The Long Tail by Chris Anderson - Highlights
Essay by Lindsay Barrington • April 13, 2016 • Course Note • 537 Words (3 Pages) • 860 Views
Page 1 of 3
The Long Tail:
- Given availability, a large number of obscure items can sell as well as a small number of popular items
- Due to limited physical space, retailers only carry content that can generate enough demand to pay off
- The solution was to only sell the hits
EXAMPLE:
1988: Joe Simpson writes Touching the Void & receives good reviews, but only modest success
1998: Jon Krakauer writes Into Thin Air, a publishing sensation
- Touching the Void suddenly starts to sell again
- Random House rushes a new edition to keep up with demand
- Book stores place it next to Into Thin Air
- IFC Films releases a docudrama of the story
- Touching the Void OUTSELLS Into Thin Air by more than 2:1
WHY? Amazon placed it on the suggested reading list
RHAPSODY:
- No physical limitation
- Not only are their top 100,000 tracks streamed at least once a month, so are their top 200,000, top 300,000 and top 400,000
“What percentage of the top 10,000 titles in any online media store (Netflix, iTunes, Amazon, or any other) will rent or sell at least once a month?”

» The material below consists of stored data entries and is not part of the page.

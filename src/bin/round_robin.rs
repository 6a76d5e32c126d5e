//! Five threads take turns printing their progress, then main returns.
//!
//! Usage: `round_robin [EXIT_CODE] [--preempt MS] [--scan] [--verbose]`

use std::env;
use std::process;
use std::time::Duration;
use ult_runtime::{ult_println, Policy, Runtime, RuntimeConfig};

const THREADS: usize = 5;
const ITERATIONS: usize = 10;
const USAGE: &str = "usage: round_robin [EXIT_CODE] [--preempt MS] [--scan] [--verbose]";

struct Options {
    code: i32,
    quantum: Duration,
    policy: Policy,
    verbose: bool,
}

fn parse_args() -> Result<Options, String> {
    let mut options = Options {
        code: 0,
        quantum: Duration::ZERO,
        policy: Policy::Fifo,
        verbose: false,
    };

    let mut args = env::args().skip(1);
    while let Some(arg) = args.next() {
        match arg.as_str() {
            "--preempt" => {
                let ms = args
                    .next()
                    .ok_or("--preempt needs a value")?
                    .parse::<u64>()
                    .map_err(|err| format!("bad quantum: {err}"))?;
                options.quantum = Duration::from_millis(ms);
            }
            "--scan" => options.policy = Policy::CircularScan,
            "--verbose" => options.verbose = true,
            code => {
                options.code = code
                    .parse()
                    .map_err(|err| format!("bad exit code {code:?}: {err}"))?;
            }
        }
    }
    Ok(options)
}

fn main() {
    let options = parse_args().unwrap_or_else(|msg| {
        eprintln!("round_robin: {msg}");
        eprintln!("{USAGE}");
        process::exit(2);
    });

    let config = RuntimeConfig::new()
        .max_threads(THREADS)
        .quantum(options.quantum)
        .policy(options.policy)
        .verbose(options.verbose);
    let runtime = Runtime::new(config).unwrap_or_else(|err| {
        eprintln!("round_robin: {err}");
        process::exit(1);
    });

    for _ in 0..THREADS {
        let created = runtime.create(|rt| {
            let id = rt.current_id();
            for i in 0..ITERATIONS {
                ult_println!("thread {} iteration {}", id, i);
                rt.yield_now();
            }
        });
        if let Err(err) = created {
            eprintln!("round_robin: {err}");
            process::exit(1);
        }
    }

    runtime.process_return(options.code);
}
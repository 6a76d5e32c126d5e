//! Forty threads recurse to growing depths while the quantum timer preempts
//! them. Half of them yield now and then, the other half never do.
//!
//! Usage: `stack_depth [QUANTUM_MS]` (default 10, 0 for cooperative only)

use std::env;
use std::hint::black_box;
use std::process;
use std::thread;
use std::time::Duration;
use ult_runtime::{ult_println, Runtime, RuntimeConfig};

const PAIRS: usize = 20;

#[inline(never)]
fn descend(depth: usize) -> usize {
    let frame = black_box([depth as u8; 64]);
    if depth == 0 {
        return 0;
    }
    descend(depth - 1) + (frame[63] != 0) as usize
}

fn yielding_worker(rt: &Runtime) {
    let id = rt.current_id().get();
    for i in 0..30 {
        ult_println!("thread {} step {} depth {}", id, i, descend(i));
        thread::sleep(Duration::from_micros((20 * i * (id % 5 + 1)) as u64));
        if (i + id) % 5 == 0 {
            rt.yield_now();
        }
    }
}

fn busy_worker(rt: &Runtime) {
    let id = rt.current_id().get();
    for i in 0..10 {
        ult_println!("thread {} step {} depth {}", id, i, descend(i));
        thread::sleep(Duration::from_micros((10 * i * (id % 5 + 1)) as u64));
    }
}

fn main() {
    let quantum_ms = match env::args().nth(1) {
        Some(arg) => arg.parse::<u64>().unwrap_or_else(|err| {
            eprintln!("stack_depth: bad quantum {arg:?}: {err}");
            process::exit(2);
        }),
        None => 10,
    };

    let config = RuntimeConfig::new()
        .max_threads(2 * PAIRS)
        .quantum(Duration::from_millis(quantum_ms));
    let runtime = Runtime::new(config).unwrap_or_else(|err| {
        eprintln!("stack_depth: {err}");
        process::exit(1);
    });

    for _ in 0..PAIRS {
        for worker in [yielding_worker as fn(&Runtime), busy_worker] {
            if let Err(err) = runtime.create(worker) {
                eprintln!("stack_depth: {err}");
                process::exit(1);
            }
        }
    }

    runtime.wait_all();
    ult_println!("{} preemptions", runtime.preemptions());
    runtime.process_return(0);
}
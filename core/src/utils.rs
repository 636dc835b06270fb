// Licensed to the Apache Software Foundation (ASF) under one
// or more contributor license agreements.  See the NOTICE file
// distributed with this work for additional information
// regarding copyright ownership.  The ASF licenses this file
// to you under the Apache License, Version 2.0 (the
// "License"); you may not use this file except in compliance
// with the License.  You may obtain a copy of the License at
//
//   http://www.apache.org/licenses/LICENSE-2.0
//
// Unless required by applicable law or agreed to in writing,
// software distributed under the License is distributed on an
// "AS IS" BASIS, WITHOUT WARRANTIES OR CONDITIONS OF ANY
// KIND, either express or implied.  See the License for the
// specific language governing permissions and limitations
// under the License.

//! Utility functions and types.

use std::fmt::Debug;

/// Redacts a secret for `Debug` output.
///
/// - Values shorter than 12 characters are fully masked.
/// - Longer values keep their first and last three characters so two
///   different secrets can still be told apart in logs.
///
/// API ids are public and usually printed as-is; API keys and webhook
/// secrets must always go through `Redact`.
pub struct Redact<'a>(&'a str);

impl<'a> From<&'a str> for Redact<'a> {
    fn from(value: &'a str) -> Self {
        Redact(value)
    }
}

impl<'a> From<&'a String> for Redact<'a> {
    fn from(value: &'a String) -> Self {
        Redact(value.as_str())
    }
}

impl Debug for Redact<'_> {
    fn fmt(&self, f: &mut std::fmt::Formatter<'_>) -> std::fmt::Result {
        let chars: Vec<char> = self.0.chars().collect();
        match chars.len() {
            0 => f.write_str("EMPTY"),
            n if n < 12 => f.write_str("***"),
            n => {
                let head: String = chars[..3].iter().collect();
                let tail: String = chars[n - 3..].iter().collect();
                write!(f, "{head}***{tail}")
            }
        }
    }
}

/// Compare two byte strings in time that depends only on their lengths.
///
/// Used for comparing received signatures against computed ones.
pub fn constant_time_eq(a: &[u8], b: &[u8]) -> bool {
    if a.len() != b.len() {
        return false;
    }

    a.iter().zip(b).fold(0u8, |acc, (x, y)| acc | (x ^ y)) == 0
}
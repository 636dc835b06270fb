// Licensed to the Apache Software Foundation (ASF) under one
// or more contributor license agreements.  See the NOTICE file
// distributed with this work for additional information
// regarding copyright ownership.  The ASF licenses this file
// to you under the Apache License, Version 2.0 (the
// "License"); you may not use this file except in compliance
// with the License.  You may obtain a copy of the License at
//
//   http://www.apache.org/licenses/LICENSE-2.0
//
// Unless required by applicable law or agreed to in writing,
// software distributed under the License is distributed on an
// "AS IS" BASIS, WITHOUT WARRANTIES OR CONDITIONS OF ANY
// KIND, either express or implied.  See the License for the
// specific language governing permissions and limitations
// under the License.

use std::fmt::{Debug, Formatter};

use opsign_core::{utils::Redact, SigningCredential};

/// Credential for the Unleashed API.
#[derive(Clone, Default)]
pub struct Credential {
    /// Public API id, sent as `api-auth-id`.
    pub api_id: String,
    /// Secret API key, used as the HMAC key and never sent.
    pub api_key: String,
}

impl Credential {
    /// Create a new credential.
    pub fn new(api_id: impl Into<String>, api_key: impl Into<String>) -> Self {
        Self {
            api_id: api_id.into(),
            api_key: api_key.into(),
        }
    }
}

impl Debug for Credential {
    fn fmt(&self, f: &mut Formatter<'_>) -> std::fmt::Result {
        f.debug_struct("Credential")
            .field("api_id", &self.api_id)
            .field("api_key", &Redact::from(&self.api_key))
            .finish()
    }
}

impl SigningCredential for Credential {
    fn is_valid(&self) -> bool {
        !self.api_id.is_empty() && !self.api_key.is_empty()
    }
}
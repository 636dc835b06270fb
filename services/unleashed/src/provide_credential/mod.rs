// Licensed to the Apache Software Foundation (ASF) under one
// or more contributor license agreements.  See the NOTICE file
// distributed with this work for additional information
// regarding copyright ownership.  The ASF licenses this file
// to you under the Apache License, Version 2.0 (the
// "License"); you may not use this file except in compliance
// with the License.  You may obtain a copy of the License at
//
//   http://www.apache.org/licenses/LICENSE-2.0
//
// Unless required by applicable law or agreed to in writing,
// software distributed under the License is distributed on an
// "AS IS" BASIS, WITHOUT WARRANTIES OR CONDITIONS OF ANY
// KIND, either express or implied.  See the License for the
// specific language governing permissions and limitations
// under the License.

mod config;
pub use config::ConfigCredentialProvider;

mod default;
pub use default::DefaultCredentialProvider;

mod env;
pub use env::EnvCredentialProvider;

mod r#static;
pub use r#static::StaticCredentialProvider;
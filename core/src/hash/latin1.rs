// Licensed to the Apache Software Foundation (ASF) under one
// or more contributor license agreements.  See the NOTICE file
// distributed with this work for additional information
// regarding copyright ownership.  The ASF licenses this file
// to you under the Apache License, Version 2.0 (the
// "License"); you may not use this file except in compliance
// with the License.  You may obtain a copy of the License at
//
//   http://www.apache.org/licenses/LICENSE-2.0
//
// Unless required by applicable law or agreed to in writing,
// software distributed under the License is distributed on an
// "AS IS" BASIS, WITHOUT WARRANTIES OR CONDITIONS OF ANY
// KIND, either express or implied.  See the License for the
// specific language governing permissions and limitations
// under the License.

//! One byte per character.
//!
//! Text is hashed as the sequence of its code points, each of which must
//! fit in a byte (U+0000..=U+00FF). `"é"` becomes the single byte `0xe9`,
//! not its two-byte UTF-8 form, and anything above U+00FF is rejected
//! instead of being truncated or re-encoded.

use std::borrow::Cow;

use crate::{Error, Result};

/// Convert `text` to one byte per character.
///
/// ASCII input is borrowed as-is. The error never includes the offending
/// character, because `text` may be a secret.
pub fn latin1_bytes(text: &str) -> Result<Cow<'_, [u8]>> {
    if text.is_ascii() {
        return Ok(Cow::Borrowed(text.as_bytes()));
    }

    text.chars()
        .enumerate()
        .map(|(idx, c)| {
            u8::try_from(c).map_err(|_| {
                Error::encoding_invalid(format!(
                    "character at index {idx} is outside the single-byte range 0-255"
                ))
            })
        })
        .collect::<Result<Vec<u8>>>()
        .map(Cow::Owned)
}

#[cfg(test)]
mod tests {
    use super::*;
    use crate::ErrorKind;

    #[test]
    fn test_ascii_is_borrowed() {
        let bytes = latin1_bytes("GEThttps://api.example.com/Orders").unwrap();
        assert!(matches!(bytes, Cow::Borrowed(_)));
        assert_eq!(&*bytes, b"GEThttps://api.example.com/Orders");
    }

    #[test]
    fn test_latin1_is_one_byte_per_char() {
        let bytes = latin1_bytes("café ÿ").unwrap();
        assert_eq!(&*bytes, &[b'c', b'a', b'f', 0xe9, b' ', 0xff]);
    }

    #[test]
    fn test_above_latin1_is_rejected() {
        let err = latin1_bytes("price: 10€").unwrap_err();
        assert_eq!(err.kind(), ErrorKind::EncodingInvalid);
        assert!(err.to_string().contains("index 9"), "{err}");
        assert!(!err.to_string().contains('€'));
    }

    #[test]
    fn test_empty() {
        assert!(latin1_bytes("").unwrap().is_empty());
    }
}
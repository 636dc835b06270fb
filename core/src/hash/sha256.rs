// Licensed to the Apache Software Foundation (ASF) under one
// or more contributor license agreements.  See the NOTICE file
// distributed with this work for additional information
// regarding copyright ownership.  The ASF licenses this file
// to you under the Apache License, Version 2.0 (the
// "License"); you may not use this file except in compliance
// with the License.  You may obtain a copy of the License at
//
//   http://www.apache.org/licenses/LICENSE-2.0
//
// Unless required by applicable law or agreed to in writing,
// software distributed under the License is distributed on an
// "AS IS" BASIS, WITHOUT WARRANTIES OR CONDITIONS OF ANY
// KIND, either express or implied.  See the License for the
// specific language governing permissions and limitations
// under the License.

//! SHA-256 (FIPS 180-4) without any platform cryptography.

use std::fmt::{self, Debug};

use super::constants::{initial_state, round_constants, ROUNDS, STATE_WORDS};

/// Size of one compression block in bytes.
pub const BLOCK_LEN: usize = 64;

/// Size of a digest in bytes.
pub const DIGEST_LEN: usize = 32;

/// Offset inside the last block where the 8-byte length field starts.
const LENGTH_OFFSET: usize = BLOCK_LEN - 8;

/// Incremental SHA-256 hasher.
///
/// Every hasher owns its state, block buffer and length counter, so any
/// number of them can run concurrently. Only the constant tables are
/// shared.
///
/// ```
/// use opsign_core::hash::Sha256;
///
/// let mut h = Sha256::new();
/// h.update(b"a");
/// h.update(b"bc");
/// assert_eq!(h.finalize(), opsign_core::hash::sha256(b"abc"));
/// ```
#[derive(Clone)]
pub struct Sha256 {
    state: [u32; STATE_WORDS],
    buffer: [u8; BLOCK_LEN],
    buffered: usize,
    len: u64,
}

impl Default for Sha256 {
    fn default() -> Self {
        Self::new()
    }
}

// The buffer can hold key material when used inside HMAC.
impl Debug for Sha256 {
    fn fmt(&self, f: &mut fmt::Formatter<'_>) -> fmt::Result {
        f.debug_struct("Sha256").field("len", &self.len).finish()
    }
}

impl Sha256 {
    /// Create a hasher seeded with the initial hash words.
    pub fn new() -> Self {
        Self {
            state: *initial_state(),
            buffer: [0; BLOCK_LEN],
            buffered: 0,
            len: 0,
        }
    }

    /// Feed `data` into the hasher.
    pub fn update(&mut self, mut data: &[u8]) {
        self.len = self.len.wrapping_add(data.len() as u64);

        if self.buffered > 0 {
            let take = (BLOCK_LEN - self.buffered).min(data.len());
            self.buffer[self.buffered..self.buffered + take].copy_from_slice(&data[..take]);
            self.buffered += take;
            data = &data[take..];

            if self.buffered < BLOCK_LEN {
                return;
            }
            compress(&mut self.state, &self.buffer);
            self.buffered = 0;
        }

        let mut blocks = data.chunks_exact(BLOCK_LEN);
        for block in &mut blocks {
            compress(&mut self.state, block);
        }

        let rest = blocks.remainder();
        self.buffer[..rest.len()].copy_from_slice(rest);
        self.buffered = rest.len();
    }

    /// Builder style [`Sha256::update`].
    pub fn chain(mut self, data: &[u8]) -> Self {
        self.update(data);
        self
    }

    /// Pad the message, process the last block(s) and return the digest.
    pub fn finalize(mut self) -> [u8; DIGEST_LEN] {
        let (tail, n) = padding(self.len);
        self.update(&tail[..n]);
        debug_assert_eq!(self.buffered, 0, "padding must end on a block boundary");

        let mut out = [0u8; DIGEST_LEN];
        for (chunk, word) in out.chunks_exact_mut(4).zip(self.state) {
            chunk.copy_from_slice(&word.to_be_bytes());
        }
        out
    }
}

/// SHA-256 digest of `message`.
///
/// Total over byte input: every slice, including the empty one, yields
/// exactly 32 bytes.
pub fn sha256(message: &[u8]) -> [u8; DIGEST_LEN] {
    Sha256::new().chain(message).finalize()
}

/// Return `message` followed by its SHA-256 padding.
///
/// The result is always a whole number of 64-byte blocks and ends with
/// the message length in bits as a big-endian `u64`.
pub fn pad_message(message: &[u8]) -> Vec<u8> {
    let (tail, n) = padding(message.len() as u64);

    let mut padded = Vec::with_capacity(message.len() + n);
    padded.extend_from_slice(message);
    padded.extend_from_slice(&tail[..n]);
    padded
}

/// Padding for a message of `len` bytes: `0x80`, zeros until the length
/// is 56 mod 64, then the bit length. Returns the buffer and how many of
/// its bytes are used (between 9 and 72).
fn padding(len: u64) -> ([u8; BLOCK_LEN + 8], usize) {
    let mut tail = [0u8; BLOCK_LEN + 8];
    tail[0] = 0x80;

    let used = (len % BLOCK_LEN as u64) as usize;
    let zeros = (LENGTH_OFFSET + BLOCK_LEN - used - 1) % BLOCK_LEN;
    let n = 1 + zeros + 8;

    tail[n - 8..n].copy_from_slice(&len.wrapping_mul(8).to_be_bytes());
    (tail, n)
}

#[inline(always)]
fn big_sigma0(x: u32) -> u32 {
    x.rotate_right(2) ^ x.rotate_right(13) ^ x.rotate_right(22)
}

#[inline(always)]
fn big_sigma1(x: u32) -> u32 {
    x.rotate_right(6) ^ x.rotate_right(11) ^ x.rotate_right(25)
}

#[inline(always)]
fn small_sigma0(x: u32) -> u32 {
    x.rotate_right(7) ^ x.rotate_right(18) ^ (x >> 3)
}

#[inline(always)]
fn small_sigma1(x: u32) -> u32 {
    x.rotate_right(17) ^ x.rotate_right(19) ^ (x >> 10)
}

#[inline(always)]
fn ch(x: u32, y: u32, z: u32) -> u32 {
    (x & y) ^ (!x & z)
}

#[inline(always)]
fn maj(x: u32, y: u32, z: u32) -> u32 {
    (x & y) ^ (x & z) ^ (y & z)
}

/// Fold one 64-byte block into `state`.
fn compress(state: &mut [u32; STATE_WORDS], block: &[u8]) {
    debug_assert_eq!(block.len(), BLOCK_LEN);
    let k = round_constants();

    // Message schedule.
    let mut w = [0u32; ROUNDS];
    for (word, bytes) in w.iter_mut().zip(block.chunks_exact(4)) {
        *word = u32::from_be_bytes([bytes[0], bytes[1], bytes[2], bytes[3]]);
    }
    for i in 16..ROUNDS {
        w[i] = small_sigma1(w[i - 2])
            .wrapping_add(w[i - 7])
            .wrapping_add(small_sigma0(w[i - 15]))
            .wrapping_add(w[i - 16]);
    }

    let [mut a, mut b, mut c, mut d, mut e, mut f, mut g, mut h] = *state;
    for i in 0..ROUNDS {
        let t1 = h
            .wrapping_add(big_sigma1(e))
            .wrapping_add(ch(e, f, g))
            .wrapping_add(k[i])
            .wrapping_add(w[i]);
        let t2 = big_sigma0(a).wrapping_add(maj(a, b, c));

        h = g;
        g = f;
        f = e;
        e = d.wrapping_add(t1);
        d = c;
        c = b;
        b = a;
        a = t1.wrapping_add(t2);
    }

    for (s, v) in state.iter_mut().zip([a, b, c, d, e, f, g, h]) {
        *s = s.wrapping_add(v);
    }
}
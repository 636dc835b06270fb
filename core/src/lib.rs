//! Core components for signing e-commerce API requests.
//!
//! This crate provides the foundational types and traits for the opsign
//! workspace, plus a from-scratch SHA-256 / HMAC-SHA256 in [`hash`].
//!
//! ## Overview
//!
//! - **Context**: Holds the [`Env`] implementation credential providers read from
//! - **Traits**: [`ProvideCredential`] loads credentials, [`SignRequest`] signs requests
//! - **Signer**: Coordinates credential loading and request signing, caching valid credentials
//! - **Hash**: SHA-256, HMAC-SHA256 and the hex/base64 encoders, with no
//!   cryptography library underneath
//!
//! ## Example
//!
//! ```no_run
//! use opsign_core::hash::base64_hmac_sha256;
//! use opsign_core::{Context, ProvideCredential, Result, SignRequest, Signer, SigningCredential};
//! use async_trait::async_trait;
//! use std::time::Duration;
//!
//! #[derive(Clone, Debug)]
//! struct MyCredential {
//!     id: String,
//!     secret: String,
//! }
//!
//! impl SigningCredential for MyCredential {
//!     fn is_valid(&self) -> bool {
//!         !self.id.is_empty() && !self.secret.is_empty()
//!     }
//! }
//!
//! #[derive(Debug)]
//! struct MyLoader;
//!
//! #[async_trait]
//! impl ProvideCredential for MyLoader {
//!     type Credential = MyCredential;
//!
//!     async fn provide_credential(&self, _: &Context) -> Result<Option<Self::Credential>> {
//!         Ok(Some(MyCredential {
//!             id: "my-id".to_string(),
//!             secret: "my-secret".to_string(),
//!         }))
//!     }
//! }
//!
//! #[derive(Debug)]
//! struct MyBuilder;
//!
//! #[async_trait]
//! impl SignRequest for MyBuilder {
//!     type Credential = MyCredential;
//!
//!     async fn sign_request(
//!         &self,
//!         _ctx: &Context,
//!         req: &mut http::request::Parts,
//!         cred: Option<&Self::Credential>,
//!         _expires_in: Option<Duration>,
//!     ) -> Result<()> {
//!         let cred = cred.ok_or_else(|| opsign_core::Error::credential_invalid("missing"))?;
//!         let signature = base64_hmac_sha256(cred.secret.as_bytes(), req.uri.path().as_bytes());
//!         req.headers.insert("x-signature", signature.parse()?);
//!         Ok(())
//!     }
//! }
//!
//! # async fn example() -> Result<()> {
//! let signer = Signer::new(Context::new(), MyLoader, MyBuilder);
//!
//! let mut parts = http::Request::get("https://example.com/Orders")
//!     .body(())?
//!     .into_parts()
//!     .0;
//! signer.sign(&mut parts, None).await?;
//! # Ok(())
//! # }
//! ```

// Make sure all our public APIs have docs.
#![warn(missing_docs)]

pub mod hash;
pub mod utils;

mod error;
pub use error::{Error, ErrorKind, Result};

mod context;
pub use context::{Context, Env, NoopEnv, OsEnv, StaticEnv};

mod api;
pub use api::{ProvideCredential, ProvideCredentialChain, SignRequest, SigningCredential};

mod request;
pub use request::SigningRequest;

mod signer;
pub use signer::Signer;
// Licensed to the Apache Software Foundation (ASF) under one
// or more contributor license agreements.  See the NOTICE file
// distributed with this work for additional information
// regarding copyright ownership.  The ASF licenses this file
// to you under the Apache License, Version 2.0 (the
// "License"); you may not use this file except in compliance
// with the License.  You may obtain a copy of the License at
//
//   http://www.apache.org/licenses/LICENSE-2.0
//
// Unless required by applicable law or agreed to in writing,
// software distributed under the License is distributed on an
// "AS IS" BASIS, WITHOUT WARRANTIES OR CONDITIONS OF ANY
// KIND, either express or implied.  See the License for the
// specific language governing permissions and limitations
// under the License.

use std::time::Duration;

use http::header::{ACCEPT, CONTENT_TYPE};
use http::{HeaderName, HeaderValue, Method};
use log::debug;
use opsign_core::hash::base64_hmac_sha256_latin1;
use opsign_core::{Context, Error, Result, SignRequest, SigningCredential, SigningRequest};

use crate::constants::*;
use crate::Credential;

/// RequestSigner that implements Unleashed API authentication.
///
/// Every request carries `api-auth-id` with the public id and
/// `api-auth-signature` with `base64(hmac_sha256(api_key, canonical))`,
/// where the canonical string is built by [`canonical_string`].
#[derive(Debug, Default)]
pub struct RequestSigner {}

impl RequestSigner {
    /// Create a new signer.
    pub fn new() -> Self {
        Self::default()
    }
}

#[async_trait::async_trait]
impl SignRequest for RequestSigner {
    type Credential = Credential;

    async fn sign_request(
        &self,
        _ctx: &Context,
        parts: &mut http::request::Parts,
        credential: Option<&Self::Credential>,
        expires_in: Option<Duration>,
    ) -> Result<()> {
        let k = credential.ok_or_else(|| Error::credential_invalid("missing credential"))?;
        if !k.is_valid() {
            return Err(Error::credential_invalid(
                "unleashed credential has an empty api id or api key",
            ));
        }
        if expires_in.is_some() {
            return Err(Error::request_invalid(
                "unleashed doesn't support presigned requests",
            ));
        }

        let mut req = SigningRequest::build(parts)?;

        let headers = match auth_headers(k, req.method.as_str(), &req.url(), req.query_str()) {
            Ok(v) => v,
            Err(err) => {
                // Put the request back untouched before bailing out.
                req.apply(parts)?;
                return Err(err);
            }
        };

        req.headers
            .insert(HeaderName::from_static(API_AUTH_ID), headers.api_auth_id);
        req.headers.insert(
            HeaderName::from_static(API_AUTH_SIGNATURE),
            headers.api_auth_signature,
        );
        req.headers
            .entry(ACCEPT)
            .or_insert(HeaderValue::from_static(APPLICATION_JSON));
        req.headers
            .entry(CONTENT_TYPE)
            .or_insert(HeaderValue::from_static(APPLICATION_JSON));

        req.apply(parts)
    }
}

/// Header values produced for one request.
#[derive(Debug, Clone)]
pub struct AuthHeaders {
    /// Value of `api-auth-id`.
    pub api_auth_id: HeaderValue,
    /// Value of `api-auth-signature`, marked sensitive.
    pub api_auth_signature: HeaderValue,
}

/// Compute the auth header values for a request without touching it.
///
/// `url` must not contain the query, which is passed on its own.
pub fn auth_headers(cred: &Credential, method: &str, url: &str, query: &str) -> Result<AuthHeaders> {
    let signature = sign(&cred.api_key, method, url, query)?;

    let api_auth_id = HeaderValue::from_str(&cred.api_id)?;
    let mut api_auth_signature = HeaderValue::from_str(&signature)?;
    api_auth_signature.set_sensitive(true);

    Ok(AuthHeaders {
        api_auth_id,
        api_auth_signature,
    })
}

/// Construct the string to sign.
///
/// ## Format
///
/// ```text
/// METHOD + URL + QUERY
/// ```
///
/// No separator goes between the parts and `QUERY` has no leading `?`.
/// `QUERY` is always empty for `POST`.
///
/// ```
/// use opsign_unleashed::canonical_string;
///
/// assert_eq!(
///     canonical_string("POST", "https://api.example.com/Orders", "ignored=1"),
///     "POSThttps://api.example.com/Orders"
/// );
/// ```
pub fn canonical_string(method: &str, url: &str, query: &str) -> String {
    let query = if method.eq_ignore_ascii_case(Method::POST.as_str()) {
        ""
    } else {
        query
    };

    let mut s = String::with_capacity(method.len() + url.len() + query.len());
    s.push_str(method);
    s.push_str(url);
    s.push_str(query);
    s
}

/// Base64 encoded signature of a request, the `api-auth-signature` value.
///
/// Fails with `EncodingInvalid` if the key or the canonical string holds
/// a character above U+00FF.
pub fn sign(api_key: &str, method: &str, url: &str, query: &str) -> Result<String> {
    let string_to_sign = canonical_string(method, url, query);
    debug!("calculated string to sign: {string_to_sign}");

    base64_hmac_sha256_latin1(api_key, &string_to_sign)
}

- Most people guess 20 percent
- The 80-20 rule (Pareto’s Principle)
- Only 20 percent of major studio films will be hits.
- Same for TV shows, games, and mass-market books
- Major-label CDs - < 10% are profitable
- But the right answer is 99 percent, says Vann-Adibe
- The CEO of Ecast, a digital jukebox company
WALMART
- As egalitarian as Wal-Mart may seem, it is actually extraordinarily elitist.
- Must sell at least 100,000 CDs to cover overhead & make a sufficient profit
- Less than 1 percent of CDs do that kind of volume.
RULES OF THE LONG TAIL:
- Make everything available
- Bring customers down the Long Tail by first creating it
- Netflix embraces niches
- Offers offbeat content which drives new customers
- Cuts the cost of customer acquisition which is key for a subscription company
- Netflix has, in effect, broken the tyranny of physical space
- Cut the price in HALF… now lower it
- Pull consumers down the tail with lower prices
- Use a two- or three-tiered pricing structure to pull consumers down the tail with lower prices
- iTunes:
- New and popular songs (the hits) are usually around $1.29 per song
- Less popular and older songs are either .99 cents or .69 cents
- Help me find it
- Use recommendations to drive demand down the Long Tail.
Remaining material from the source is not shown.